"It is ridiculous to think after 17 years, I would harm my wife at all," said David Robert Viens in court.
Yet a jury found that not only did Viens harm his 39-year-old wife Dawn, but that he murdered her. In a bid to halt sentencing, Viens acted as his own attorney, demanding a new trial. He dismissed the D.A.'s grisly allegations that he disposed of his wife, piece by piece, at their Lomita restaurant.
"It was very damaging of them to go ahead and portray that I abused my wife. I love my wife. I didn't cook my wife," Viens said.
But Viens said he did in his own words while in the hospital, recovering from a leap from a cliff when detectives closed in to arrest him.
"I manipulated her so the face was down, and I took some things, like weights that we use, and I put them on the top of her body, and I just slowly cooked it, and I ended up cooking for four day," he said in the police interview.
But that was just babble, Viens argued. He had been doped up on painkillers. He claims his wife's 2009 death was an excusable homicide. Viens said he bound her with duct tape, but only to keep her from driving while drunk.

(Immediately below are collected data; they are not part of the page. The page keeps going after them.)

use anyhow::anyhow;
use axum::{
    extract::{Multipart, multipart::MultipartError},
    http::StatusCode,
};

use eduzone_core::AppError;

/// A parsed `multipart/form-data` upload for `POST /forms`.
#[derive(Debug, Clone)]
pub struct FormUpload {
    pub title: String,
    pub description: Option<String>,
    pub category: String,
    pub file_name: Option<String>,
    pub mime_type: String,
    pub bytes: Vec<u8>,
}

fn read_error(err: MultipartError, max_bytes: usize) -> AppError {
    if err.status() == StatusCode::PAYLOAD_TOO_LARGE {
        return AppError::bad_request(anyhow!(
            "File exceeds maximum size of {} bytes",
            max_bytes
        ));
    }
    AppError::bad_request(anyhow!("Invalid multipart body: {}", err.body_text()))
}

fn non_blank(value: String) -> Option<String> {
    let trimmed = value.trim();
    (!trimmed.is_empty()).then(|| trimmed.to_string())
}

impl FormUpload {
    /// Reads every part of the request. Unknown parts are ignored; absent or blank
    /// required parts are reported together.
    pub async fn from_multipart(
        mut multipart: Multipart,
        max_bytes: usize,
    ) -> Result<Self, AppError> {
        let mut title = None;
        let mut description = None;
        let mut category = None;
        let mut file = None;

        while let Some(field) = multipart
            .next_field()
            .await
            .map_err(|e| read_error(e, max_bytes))?
        {
            match field.name() {
                Some("title") => {
                    title = non_blank(field.text().await.map_err(|e| read_error(e, max_bytes))?)
                }
                Some("description") => {
                    description =
                        non_blank(field.text().await.map_err(|e| read_error(e, max_bytes))?)
                }
                Some("category") => {
                    category =
                        non_blank(field.text().await.map_err(|e| read_error(e, max_bytes))?)
                }
                Some("file") => {
                    let file_name = field.file_name().map(str::to_string);
                    let mime_type = field
                        .content_type()
                        .unwrap_or("application/octet-stream")
                        .to_string();
                    let bytes = field.bytes().await.map_err(|e| read_error(e, max_bytes))?;
                    if !bytes.is_empty() {
                        file = Some((file_name, mime_type, bytes.to_vec()));
                    }
                }
                _ => {}
            }
        }

        let mut missing = Vec::new();
        if title.is_none() {
            missing.push("title".to_string());
        }
        if category.is_none() {
            missing.push("category".to_string());
        }
        if file.is_none() {
            missing.push("file".to_string());
        }

        match (title, category, file) {
            (Some(title), Some(category), Some((file_name, mime_type, bytes))) => Ok(Self {
                title,
                description,
                category,
                file_name,
                mime_type,
                bytes,
            }),
            _ => Err(AppError::missing_fields(missing)),
        }
    }
}

/// File extension used for a stored document of the given content type.
pub fn document_extension(mime_type: &str) -> &'static str {
    match mime_type {
        "application/pdf" => "pdf",
        "application/msword" => "doc",
        "application/vnd.openxmlformats-officedocument.wordprocessingml.document" => "docx",
        "text/plain" => "txt",
        "image/png" => "png",
        "image/jpeg" => "jpg",
        _ => "bin",
    }
}
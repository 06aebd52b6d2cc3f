//! File storage abstraction layer.
//!
//! Uploaded form documents are written through the [`FileStorage`] trait so the
//! handlers do not care where the bytes end up. [`LocalFileStorage`] writes under a
//! base directory which the HTTP server exposes statically under a public prefix
//! (`/uploads` by default).
//!
//! # Example
//!
//! ```ignore
//! use eduzone_core::file_storage::{FileStorage, LocalFileStorage};
//! use std::path::PathBuf;
//!
//! let storage = LocalFileStorage::new(PathBuf::from("./public/uploads"), "/uploads", 10 * 1024 * 1024);
//!
//! let key = storage.save("forms/1712345678-permission.pdf", &bytes).await?;
//! let url = storage.get_url(&key)?; // "/uploads/forms/1712345678-permission.pdf"
//! storage.delete(&key).await?;
//! ```

use std::fmt;
use std::path::PathBuf;

use async_trait::async_trait;
use tokio::fs;

/// Content types accepted for uploaded school documents.
pub const DOCUMENT_MIME_TYPES: &[&str] = &[
    "application/pdf",
    "application/msword",
    "application/vnd.openxmlformats-officedocument.wordprocessingml.document",
    "text/plain",
    "image/png",
    "image/jpeg",
];

/// Abstract trait for file storage backends.
#[async_trait]
pub trait FileStorage: Send + Sync {
    /// Save file content under `key` and return the key.
    async fn save(&self, key: &str, content: &[u8]) -> Result<String, StorageError>;

    /// Delete a file by key. Deleting a missing file is not an error.
    async fn delete(&self, key: &str) -> Result<(), StorageError>;

    /// Public URL (or path) under which the file is served.
    fn get_url(&self, key: &str) -> Result<String, StorageError>;

    /// Recover the storage key from a public path produced by [`FileStorage::get_url`].
    fn key_from_url<'a>(&self, url: &'a str) -> Option<&'a str>;

    /// Maximum accepted size in bytes.
    fn max_file_size(&self) -> usize;

    /// Check size and content type before any bytes are written.
    fn check(&self, mime_type: &str, size_bytes: usize) -> Result<(), StorageError> {
        if size_bytes > self.max_file_size() {
            return Err(StorageError::InvalidFileSize {
                max_bytes: self.max_file_size(),
            });
        }

        if !DOCUMENT_MIME_TYPES.contains(&mime_type) {
            return Err(StorageError::InvalidMimeType {
                received: mime_type.to_string(),
                allowed: DOCUMENT_MIME_TYPES.iter().map(|s| s.to_string()).collect(),
            });
        }

        Ok(())
    }
}

/// Error type for file storage operations.
#[derive(Debug)]
pub enum StorageError {
    /// File exceeds maximum allowed size.
    InvalidFileSize { max_bytes: usize },

    /// MIME type not allowed.
    InvalidMimeType {
        received: String,
        allowed: Vec<String>,
    },

    /// I/O error (file system or similar).
    IoError(std::io::Error),

    /// Invalid storage key format.
    InvalidKey(String),
}

impl StorageError {
    /// True when the upload itself was unacceptable (as opposed to a server fault).
    pub fn is_client_error(&self) -> bool {
        matches!(
            self,
            Self::InvalidFileSize { .. } | Self::InvalidMimeType { .. }
        )
    }
}

impl fmt::Display for StorageError {
    fn fmt(&self, f: &mut fmt::Formatter<'_>) -> fmt::Result {
        match self {
            Self::InvalidFileSize { max_bytes } => {
                write!(f, "File exceeds maximum size of {} bytes", max_bytes)
            }
            Self::InvalidMimeType { received, allowed } => {
                write!(
                    f,
                    "File type '{}' not allowed. Allowed types: {}",
                    received,
                    allowed.join(", ")
                )
            }
            Self::IoError(e) => write!(f, "I/O error: {}", e),
            Self::InvalidKey(msg) => write!(f, "Invalid storage key: {}", msg),
        }
    }
}

impl std::error::Error for StorageError {}

impl From<std::io::Error> for StorageError {
    fn from(e: std::io::Error) -> Self {
        Self::IoError(e)
    }
}

/// Stores documents on the local disk under `root`, served by the HTTP layer at
/// `public_prefix`.
#[derive(Clone, Debug)]
pub struct LocalFileStorage {
    root: PathBuf,
    public_prefix: String,
    max_bytes: usize,
}

impl LocalFileStorage {
    pub fn new(root: PathBuf, public_prefix: impl Into<String>, max_bytes: usize) -> Self {
        let public_prefix = public_prefix.into().trim_end_matches('/').to_string();
        Self {
            root,
            public_prefix,
            max_bytes,
        }
    }

    /// Resolves `key` below the storage root.
    ///
    /// Keys are relative, slash separated and made of plain path segments only.
    fn path_for(&self, key: &str) -> Result<PathBuf, StorageError> {
        let segments_ok = !key.is_empty()
            && key.split('/').all(|segment| {
                !segment.is_empty()
                    && segment != "."
                    && segment != ".."
                    && segment
                        .chars()
                        .all(|c| c.is_ascii_alphanumeric() || matches!(c, '-' | '_' | '.'))
            });

        if !segments_ok {
            return Err(StorageError::InvalidKey(key.to_string()));
        }

        Ok(key.split('/').fold(self.root.clone(), |path, segment| path.join(segment)))
    }
}

#[async_trait]
impl FileStorage for LocalFileStorage {
    async fn save(&self, key: &str, content: &[u8]) -> Result<String, StorageError> {
        let path = self.path_for(key)?;
        if content.len() > self.max_bytes {
            return Err(StorageError::InvalidFileSize {
                max_bytes: self.max_bytes,
            });
        }

        if let Some(dir) = path.parent() {
            fs::create_dir_all(dir).await?;
        }
        fs::write(&path, content).await?;

        Ok(key.to_string())
    }

    async fn delete(&self, key: &str) -> Result<(), StorageError> {
        let path = self.path_for(key)?;
        match fs::remove_file(&path).await {
            Err(e) if e.kind() != std::io::ErrorKind::NotFound => Err(e.into()),
            _ => Ok(()),
        }
    }

    fn get_url(&self, key: &str) -> Result<String, StorageError> {
        self.path_for(key)?;
        Ok(format!("{}/{}", self.public_prefix, key))
    }

    fn key_from_url<'a>(&self, url: &'a str) -> Option<&'a str> {
        url.strip_prefix(self.public_prefix.as_str())?
            .strip_prefix('/')
            .filter(|key| !key.is_empty())
    }

    fn max_file_size(&self) -> usize {
        self.max_bytes
    }
}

He says they often did drugs, and there was domestic violence.
"This is a restraining order that I had to call the police on my wife because she was violent, hitting me, wrecking the house," Viens said. "I never meant for this to happen."
The judge dismissed the motion for a new trial. Viens has already said he plans to appeal.
The victim's sister, Dayna Papin, told the court about the man she had known since she was a teen.
"I love him, very much. He was like a father to me," she said. "But I don't feel any sympathy nor pity nor kindness toward him in any way whatsoever."
Court papers show Viens was previously arrested for the manufacture of hallucinogens and served time for drug dealing.